### Instructions to follow
The expected output is the first line of the data below and every line after it, up to and including the line containing "lookup by consensus", each reproduced exactly.
========================
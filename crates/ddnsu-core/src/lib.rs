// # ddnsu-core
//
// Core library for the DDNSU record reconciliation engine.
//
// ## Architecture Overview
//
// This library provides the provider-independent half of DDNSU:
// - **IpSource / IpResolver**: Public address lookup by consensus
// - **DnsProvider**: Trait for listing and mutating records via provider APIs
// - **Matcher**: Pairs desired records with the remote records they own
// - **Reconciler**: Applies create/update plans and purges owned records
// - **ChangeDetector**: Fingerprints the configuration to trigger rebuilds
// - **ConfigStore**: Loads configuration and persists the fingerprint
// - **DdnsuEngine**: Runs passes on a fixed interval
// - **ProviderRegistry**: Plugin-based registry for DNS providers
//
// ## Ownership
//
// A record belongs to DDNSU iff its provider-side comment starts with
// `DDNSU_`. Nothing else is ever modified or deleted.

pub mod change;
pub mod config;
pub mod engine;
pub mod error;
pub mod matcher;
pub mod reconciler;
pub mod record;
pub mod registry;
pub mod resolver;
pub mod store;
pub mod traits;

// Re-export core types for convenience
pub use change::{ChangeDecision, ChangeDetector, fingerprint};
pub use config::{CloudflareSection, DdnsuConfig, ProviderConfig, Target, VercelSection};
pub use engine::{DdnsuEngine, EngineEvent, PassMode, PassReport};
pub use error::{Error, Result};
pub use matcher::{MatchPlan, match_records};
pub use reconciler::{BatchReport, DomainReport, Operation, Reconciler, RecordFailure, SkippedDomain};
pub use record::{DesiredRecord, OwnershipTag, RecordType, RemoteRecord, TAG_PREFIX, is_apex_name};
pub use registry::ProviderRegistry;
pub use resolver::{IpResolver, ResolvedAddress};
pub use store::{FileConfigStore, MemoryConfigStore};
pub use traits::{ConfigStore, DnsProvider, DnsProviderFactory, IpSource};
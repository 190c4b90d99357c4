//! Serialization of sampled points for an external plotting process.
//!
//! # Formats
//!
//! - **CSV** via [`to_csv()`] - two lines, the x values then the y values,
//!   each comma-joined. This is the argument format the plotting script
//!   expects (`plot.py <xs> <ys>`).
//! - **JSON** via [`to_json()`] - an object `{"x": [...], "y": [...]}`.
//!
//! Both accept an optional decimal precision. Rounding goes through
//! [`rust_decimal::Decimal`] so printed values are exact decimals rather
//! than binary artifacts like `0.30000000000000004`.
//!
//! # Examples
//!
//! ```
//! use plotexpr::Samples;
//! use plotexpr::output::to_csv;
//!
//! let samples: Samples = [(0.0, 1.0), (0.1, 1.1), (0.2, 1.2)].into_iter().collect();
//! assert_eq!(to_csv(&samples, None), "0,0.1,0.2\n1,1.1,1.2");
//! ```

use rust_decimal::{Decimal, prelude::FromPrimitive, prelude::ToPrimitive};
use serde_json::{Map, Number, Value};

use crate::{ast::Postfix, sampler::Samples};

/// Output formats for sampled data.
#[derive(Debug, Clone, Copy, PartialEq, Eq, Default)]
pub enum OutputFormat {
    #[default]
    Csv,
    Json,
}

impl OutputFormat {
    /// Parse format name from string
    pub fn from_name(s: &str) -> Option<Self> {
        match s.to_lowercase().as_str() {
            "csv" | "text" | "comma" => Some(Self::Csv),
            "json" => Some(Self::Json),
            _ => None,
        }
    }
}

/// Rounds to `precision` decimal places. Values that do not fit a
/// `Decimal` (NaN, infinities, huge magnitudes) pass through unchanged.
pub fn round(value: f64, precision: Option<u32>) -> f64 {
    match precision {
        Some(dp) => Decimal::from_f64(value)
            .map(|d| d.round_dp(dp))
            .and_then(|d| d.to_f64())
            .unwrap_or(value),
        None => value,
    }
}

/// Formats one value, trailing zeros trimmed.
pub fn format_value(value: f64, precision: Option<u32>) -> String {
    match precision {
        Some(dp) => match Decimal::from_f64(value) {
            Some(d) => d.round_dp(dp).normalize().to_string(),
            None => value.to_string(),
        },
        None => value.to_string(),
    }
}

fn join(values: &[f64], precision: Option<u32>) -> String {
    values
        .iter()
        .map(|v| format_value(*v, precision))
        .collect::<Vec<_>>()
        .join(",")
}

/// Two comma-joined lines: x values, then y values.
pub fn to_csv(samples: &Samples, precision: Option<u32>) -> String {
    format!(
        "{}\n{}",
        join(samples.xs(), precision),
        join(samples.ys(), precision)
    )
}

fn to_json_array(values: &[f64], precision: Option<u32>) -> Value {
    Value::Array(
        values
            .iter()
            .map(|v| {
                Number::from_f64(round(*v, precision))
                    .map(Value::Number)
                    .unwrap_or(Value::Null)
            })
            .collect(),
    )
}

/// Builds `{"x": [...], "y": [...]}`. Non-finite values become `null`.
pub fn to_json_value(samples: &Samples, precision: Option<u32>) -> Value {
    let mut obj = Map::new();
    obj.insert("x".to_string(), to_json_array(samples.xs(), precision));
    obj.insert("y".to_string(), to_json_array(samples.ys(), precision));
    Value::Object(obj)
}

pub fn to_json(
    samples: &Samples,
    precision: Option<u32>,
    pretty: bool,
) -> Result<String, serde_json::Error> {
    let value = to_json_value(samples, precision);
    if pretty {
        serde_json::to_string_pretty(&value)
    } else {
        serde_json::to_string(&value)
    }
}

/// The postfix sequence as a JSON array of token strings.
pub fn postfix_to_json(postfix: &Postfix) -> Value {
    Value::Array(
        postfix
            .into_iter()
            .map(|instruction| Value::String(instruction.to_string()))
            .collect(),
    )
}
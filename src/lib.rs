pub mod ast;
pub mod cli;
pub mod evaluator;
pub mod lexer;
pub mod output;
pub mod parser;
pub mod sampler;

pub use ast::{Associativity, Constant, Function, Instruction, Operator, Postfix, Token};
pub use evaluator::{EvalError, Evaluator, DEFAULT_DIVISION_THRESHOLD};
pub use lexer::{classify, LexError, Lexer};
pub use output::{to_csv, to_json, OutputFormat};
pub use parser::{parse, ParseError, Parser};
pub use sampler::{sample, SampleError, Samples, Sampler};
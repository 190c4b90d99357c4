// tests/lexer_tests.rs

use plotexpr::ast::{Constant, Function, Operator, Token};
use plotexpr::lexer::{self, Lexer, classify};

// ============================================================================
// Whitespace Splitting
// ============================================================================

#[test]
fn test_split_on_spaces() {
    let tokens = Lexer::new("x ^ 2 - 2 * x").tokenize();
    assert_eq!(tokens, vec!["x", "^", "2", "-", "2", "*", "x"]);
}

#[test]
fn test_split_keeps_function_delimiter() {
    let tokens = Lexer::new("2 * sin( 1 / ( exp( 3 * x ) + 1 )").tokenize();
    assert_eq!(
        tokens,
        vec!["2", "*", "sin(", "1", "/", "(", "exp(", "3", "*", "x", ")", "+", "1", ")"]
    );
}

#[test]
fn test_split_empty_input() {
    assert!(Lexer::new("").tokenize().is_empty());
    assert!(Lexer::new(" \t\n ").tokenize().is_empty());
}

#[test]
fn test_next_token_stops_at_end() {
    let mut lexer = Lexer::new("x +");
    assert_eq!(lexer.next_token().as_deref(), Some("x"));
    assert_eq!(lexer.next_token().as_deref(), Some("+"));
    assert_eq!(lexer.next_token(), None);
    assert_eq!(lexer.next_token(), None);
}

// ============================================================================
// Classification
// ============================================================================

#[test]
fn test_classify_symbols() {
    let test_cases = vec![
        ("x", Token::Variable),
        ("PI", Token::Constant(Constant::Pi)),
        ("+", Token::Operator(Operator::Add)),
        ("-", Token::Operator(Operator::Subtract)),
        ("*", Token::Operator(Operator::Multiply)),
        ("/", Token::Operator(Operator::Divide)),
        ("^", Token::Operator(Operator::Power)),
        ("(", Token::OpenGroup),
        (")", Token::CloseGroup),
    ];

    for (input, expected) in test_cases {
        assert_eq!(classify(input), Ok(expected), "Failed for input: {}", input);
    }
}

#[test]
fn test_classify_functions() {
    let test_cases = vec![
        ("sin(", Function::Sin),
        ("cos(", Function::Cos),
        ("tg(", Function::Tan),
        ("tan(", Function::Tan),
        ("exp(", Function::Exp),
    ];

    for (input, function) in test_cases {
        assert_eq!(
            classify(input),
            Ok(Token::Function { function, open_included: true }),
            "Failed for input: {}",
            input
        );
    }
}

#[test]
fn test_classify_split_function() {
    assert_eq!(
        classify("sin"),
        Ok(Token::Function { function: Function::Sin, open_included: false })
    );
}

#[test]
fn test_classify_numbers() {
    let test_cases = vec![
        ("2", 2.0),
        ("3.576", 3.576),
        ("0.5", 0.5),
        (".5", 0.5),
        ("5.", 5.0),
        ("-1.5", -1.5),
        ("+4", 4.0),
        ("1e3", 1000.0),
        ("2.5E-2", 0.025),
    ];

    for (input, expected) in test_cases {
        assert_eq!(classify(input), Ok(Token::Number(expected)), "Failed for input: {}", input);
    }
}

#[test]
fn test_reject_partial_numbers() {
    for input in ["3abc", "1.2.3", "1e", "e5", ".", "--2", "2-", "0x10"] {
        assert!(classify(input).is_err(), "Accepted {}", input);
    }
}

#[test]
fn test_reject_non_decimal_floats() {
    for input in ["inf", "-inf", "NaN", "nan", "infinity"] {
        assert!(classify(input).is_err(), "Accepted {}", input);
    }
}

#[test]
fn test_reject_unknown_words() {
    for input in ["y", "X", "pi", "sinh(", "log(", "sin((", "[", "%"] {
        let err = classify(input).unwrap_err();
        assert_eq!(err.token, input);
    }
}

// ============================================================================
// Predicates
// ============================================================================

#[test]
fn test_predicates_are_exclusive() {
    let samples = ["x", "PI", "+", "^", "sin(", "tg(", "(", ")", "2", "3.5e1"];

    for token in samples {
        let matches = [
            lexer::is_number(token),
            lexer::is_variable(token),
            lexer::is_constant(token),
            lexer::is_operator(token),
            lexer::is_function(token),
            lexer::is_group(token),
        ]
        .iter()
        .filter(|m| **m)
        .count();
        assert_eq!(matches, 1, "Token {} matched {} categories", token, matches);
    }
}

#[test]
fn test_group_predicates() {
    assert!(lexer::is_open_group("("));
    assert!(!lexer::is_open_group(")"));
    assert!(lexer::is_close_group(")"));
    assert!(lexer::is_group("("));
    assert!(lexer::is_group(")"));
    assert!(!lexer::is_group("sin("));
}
========================
### Answer for this exercise
filename crates/ddnsu-core/src/lib.rs
// # ddnsu-core
//
// Core library for the DDNSU record reconciliation engine.
//
// ## Architecture Overview
//
// This library provides the provider-independent half of DDNSU:
// - **IpSource / IpResolver**: Public address lookup by consensus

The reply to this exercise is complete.